Massachusetts General Hospital

Harry E. Rubash, MD

Harry E. Rubash, M.D.

Edith M. Ashley Professor of Orthopaedic Surgery
Harvard Medical School

2012-13 Chief's Report

Hand & Upper Extremity Service

In 2012, David Ring, M.D., Ph.D., was named Chief of the Service following the legacy of Drs. Richard Smith, Richard Gelberman, and Jesse Jupiter, and also the excellent interim leadership of Dr. Chaitanya Mudgal. Dr. Ring is also the current President of both the New England Hand Society (NEHS) and the New England Shoulder and Elbow Society (NESES). In the realm of patient care, the MGH Hand Service performed its first hand transplant this year under the leadership of Dr. Curtis L. Cetrulo, Jr. of the Plastic Surgery Service. Dr. Cetrulo and the MGH transplant team hope to one day bring their attempts to induce tolerance to fruition, making immunosuppressive medications unnecessary.

 

It was a brilliant academic year. Dr. Mudgal led the fellowship through a successful internal review. The teaching program for the residents and fellows remains a strength of the service. We hosted Dr. Mark Baratz, a former resident with Dr. Rubash, from the University of Pittsburgh during our pre-New England Hand Society visiting professorship, and Dr. Bernard Morrey from the Mayo Clinic during the pre-New England Shoulder and Elbow visiting professorship.

 

The honored guest for the 24th Annual Richard J. Smith Day was Dr. Amit Gupta from the University of Louisville. As part of the Smith Day celebration we revitalized the Boston Hand Club Dinner as area hand surgeons and therapists gathered at Joe’s American Bar & Grill on the waterfront and were regaled during dessert by Dr. Gupta.

 

Plans for next year are even bigger. In addition to the pre-NEHS and NESES visiting professorships, we will have a four-day educational course. We will kick-off on May 29, 2014 with a hands-on AO Resident Skills Course run by Dr. Mudgal, followed by the Boston Hand Club Dinner. The 25th Annual Smith Day, with guest professor Tom Fischer of the Indiana Hand Center, will take place on May 30, 2014. Finally, the inaugural Jesse B. Jupiter International Hand Forum will take place on May 31-June 1, 2014.

 

We continue with innovative and influential research. The relationship with the Academic Medical Center in Amsterdam, the Netherlands remains strong. One PhD student successfully defended his thesis in the summer of 2012, another is set to defend in 2013; two are nearing completion of their work at MGH, one is halfway through, and several more are on their way.
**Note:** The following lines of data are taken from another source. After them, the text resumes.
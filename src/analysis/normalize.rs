use thiserror::Error;

use super::interval::{Interval, IntervalKind, Millis, SegmentLoudness};
use crate::api::model::{RawAnalysis, RawInterval};

#[derive(Debug, Error, PartialEq)]
pub enum AnalysisError {
    #[error("malformed analysis: {0}")]
    MalformedAnalysis(String),
}

/// Per-track analysis on a single millisecond timeline.
///
/// Every series starts at 0, is contiguous, and its last interval ends at the
/// track duration. Built once by [`normalize`] and never adjusted afterwards.
#[derive(Clone, Debug, PartialEq)]
pub struct TrackAnalysis {
    series: [Vec<Interval>; 5],
    duration_ms: Millis,
}

impl TrackAnalysis {
    pub fn series(&self, kind: IntervalKind) -> &[Interval] {
        &self.series[kind.index()]
    }

    pub fn duration_ms(&self) -> Millis {
        self.duration_ms
    }
}

/// Rewrite raw second-based analysis onto the track's millisecond timeline.
///
/// The first interval of each series absorbs any leading gap and is moved to
/// start at 0; the last is stretched (or cut) to end at `track_duration_ms`.
pub fn normalize(raw: &RawAnalysis, track_duration_ms: Millis) -> Result<TrackAnalysis, AnalysisError> {
    if !(track_duration_ms > 0.0) {
        return Err(AnalysisError::MalformedAnalysis(format!(
            "track duration must be positive, got {}",
            track_duration_ms
        )));
    }

    let mut series: [Vec<Interval>; 5] = Default::default();
    for kind in IntervalKind::ALL {
        series[kind.index()] = normalize_series(kind, raw_series(raw, kind), track_duration_ms)?;
    }

    Ok(TrackAnalysis {
        series,
        duration_ms: track_duration_ms,
    })
}

fn raw_series(raw: &RawAnalysis, kind: IntervalKind) -> &[RawInterval] {
    match kind {
        IntervalKind::Tatum => &raw.tatums,
        IntervalKind::Segment => &raw.segments,
        IntervalKind::Beat => &raw.beats,
        IntervalKind::Bar => &raw.bars,
        IntervalKind::Section => &raw.sections,
    }
}

fn normalize_series(
    kind: IntervalKind,
    raw: &[RawInterval],
    track_duration_ms: Millis,
) -> Result<Vec<Interval>, AnalysisError> {
    if raw.is_empty() {
        return Err(AnalysisError::MalformedAnalysis(format!(
            "{} series is empty",
            kind.name()
        )));
    }

    let mut intervals: Vec<Interval> = raw.iter().map(to_millis).collect();

    let first = &mut intervals[0];
    first.duration_ms += first.start_ms;
    first.start_ms = 0.0;

    if let Some(last) = intervals.last_mut() {
        last.duration_ms = track_duration_ms - last.start_ms;
    }

    Ok(intervals)
}

fn to_millis(raw: &RawInterval) -> Interval {
    let loudness = match (raw.loudness_start, raw.loudness_max) {
        (Some(loudness_start), Some(loudness_max)) => Some(SegmentLoudness {
            loudness_start,
            loudness_max,
            loudness_max_time_ms: raw.loudness_max_time.unwrap_or(0.0) * 1000.0,
            loudness_end: raw.loudness_end.unwrap_or(loudness_start),
            pitches: raw.pitches.clone().unwrap_or_default(),
            timbre: raw.timbre.clone().unwrap_or_default(),
        }),
        _ => None,
    };

    Interval {
        start_ms: raw.start * 1000.0,
        duration_ms: raw.duration * 1000.0,
        confidence: raw.confidence,
        loudness,
    }
}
We said farewell to our German and Swiss PhD candidates last year and wish them well as they prepare to defend their theses. In addition, we’ve had dozens of short-term researchers from the Netherlands, Scotland, and Spain. They keep us busy and enthused.

 

The Service had several dozen original research publications this year, many of them international collaborations. We are particularly proud of a study of variation in disability with various common hand diseases. (Das De S, Vranceanu AM, Ring DC. J Bone Joint Surg Am. Contribution of kinesophobia and catastrophic thinking to upper-extremity-specific disability. 2013 Jan 2;95(1):76-81. doi: 10.2106/JBJS.L.00064.) As a culmination of prior work, we demonstrated that ineffective coping strategies such as catastrophic thinking (a tendency to over-prepare for the worst possibilities) and kinesiophobia (fear of movement) account for about half of the variation in upper extremity specific disability with the disease/impairment accounting for much less of the variation. The closing sentence of this abstract is becoming more widely understood and acknowledged: “The consistent and predominant role of several modifiable psychological factors in disability suggests that patients may benefit from a multidisciplinary approach that optimizes mindset and coping strategies”, as suggested by its acceptance in the JBJS.

 

Drs. Jupiter, Mudgal, Ring, and Sang-Gil Lee keep busy at the Ambulatory Surgery Center at Mass General West. Dr. Jupiter has recently started performing outpatient surgeries at Newton-Wellesley Hospital. We look forward to the expansion of our outpatient visits at MGW in the near future.

 

Finally, congratulations to Dr. Jesse Jupiter for being nominated for the 2012 John T. Potts, Jr., MD, Faculty Mentoring Award this past year. Well done!